Instructions to follow → Every entry must be output exactly as it is written.

_____

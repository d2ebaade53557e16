//! Queue sizing between pipeline stages

/// Channel buffer configuration for the pipeline
///
/// The request queue is kept small so that generation follows execution
/// closely and stops promptly at the deadline. The result queue is bounded
/// but large enough that a slow collector never stalls the workers.
#[derive(Debug, Clone, PartialEq, Eq, serde::Serialize, serde::Deserialize)]
#[serde(default)]
pub struct ChannelConfig {
    /// Request queue capacity (generator -> limiter -> workers).
    /// `None` sizes it to the worker count.
    #[serde(skip_serializing_if = "Option::is_none")]
    pub request_buffer: Option<usize>,

    /// Result queue capacity (workers -> collector)
    pub result_buffer: usize,

    /// Progress snapshot queue capacity (collector -> reporter)
    pub snapshot_buffer: usize,
}

/// Default result queue capacity
pub const DEFAULT_RESULT_BUFFER: usize = 1024 * 1024;

impl Default for ChannelConfig {
    fn default() -> Self {
        Self {
            request_buffer: None,
            result_buffer: DEFAULT_RESULT_BUFFER,
            snapshot_buffer: 16,
        }
    }
}

impl ChannelConfig {
    /// Override the request queue capacity
    pub fn with_request_buffer(mut self, size: usize) -> Self {
        self.request_buffer = Some(size);
        self
    }

    /// Override the result queue capacity
    pub fn with_result_buffer(mut self, size: usize) -> Self {
        self.result_buffer = size;
        self
    }

    /// Request queue capacity for a pool of `concurrency` workers
    pub fn request_capacity(&self, concurrency: usize) -> usize {
        self.request_buffer.unwrap_or(concurrency).max(1)
    }
}

#[cfg(test)]
mod tests {
    use super::*;

    #[test]
    fn test_channel_config_default() {
        let config = ChannelConfig::default();
        assert_eq!(config.result_buffer, DEFAULT_RESULT_BUFFER);
        assert_eq!(config.request_capacity(8), 8);
    }

    #[test]
    fn test_channel_config_builder() {
        let config = ChannelConfig::default()
            .with_result_buffer(5000)
            .with_request_buffer(0);
        assert_eq!(config.result_buffer, 5000);
        // zero-capacity queues are not supported by the request channel
        assert_eq!(config.request_capacity(8), 1);
    }
}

_____

Your response →
repository d2ebaade53557e16
//! Queue sizing between pipeline stages

/// Channel buffer configuration for the pipeline
///
/// The request queue is kept small so that generation follows execution
/// closely and stops promptly at the deadline. The result queue is bounded
/// but large enough that a slow collector never stalls the workers.
#[derive(Debug, Clone, PartialEq, Eq, serde::Serialize, serde::Deserialize)]
#[serde(default)]
pub struct ChannelConfig {
    /// Request queue capacity (generator -> limiter -> workers).
    /// `None` sizes it to the worker count.
    #[serde(skip_serializing_if = "Option::is_none")]
    pub request_buffer: Option<usize>,

    /// Result queue capacity (workers -> collector)
    pub result_buffer: usize,

    /// Progress snapshot queue capacity (collector -> reporter)
    pub snapshot_buffer: usize,
}

/// Default result queue capacity
pub const DEFAULT_RESULT_BUFFER: usize = 1024 * 1024;

impl Default for ChannelConfig {
    fn default() -> Self {
        Self {
            request_buffer: None,
            result_buffer: DEFAULT_RESULT_BUFFER,
            snapshot_buffer: 16,
        }
    }
}

impl ChannelConfig {
    /// Override the request queue capacity
    pub fn with_request_buffer(mut self, size: usize) -> Self {
        self.request_buffer = Some(size);
        self
    }

    /// Override the result queue capacity
    pub fn with_result_buffer(mut self, size: usize) -> Self {
        self.result_buffer = size;
        self
    }

    /// Request queue capacity for a pool of `concurrency` workers
    pub fn request_capacity(&self, concurrency: usize) -> usize {
        self.request_buffer.unwrap_or(concurrency).max(1)
    }
}

#[cfg(test)]
mod tests {
    use super::*;

    #[test]
    fn test_channel_config_default() {
        let config = ChannelConfig::default();
        assert_eq!(config.result_buffer, DEFAULT_RESULT_BUFFER);
        assert_eq!(config.request_capacity(8), 8);
    }

    #[test]
    fn test_channel_config_builder() {
        let config = ChannelConfig::default()
            .with_result_buffer(5000)
            .with_request_buffer(0);
        assert_eq!(config.result_buffer, 5000);
        // zero-capacity queues are not supported by the request channel
        assert_eq!(config.request_capacity(8), 1);
    }
}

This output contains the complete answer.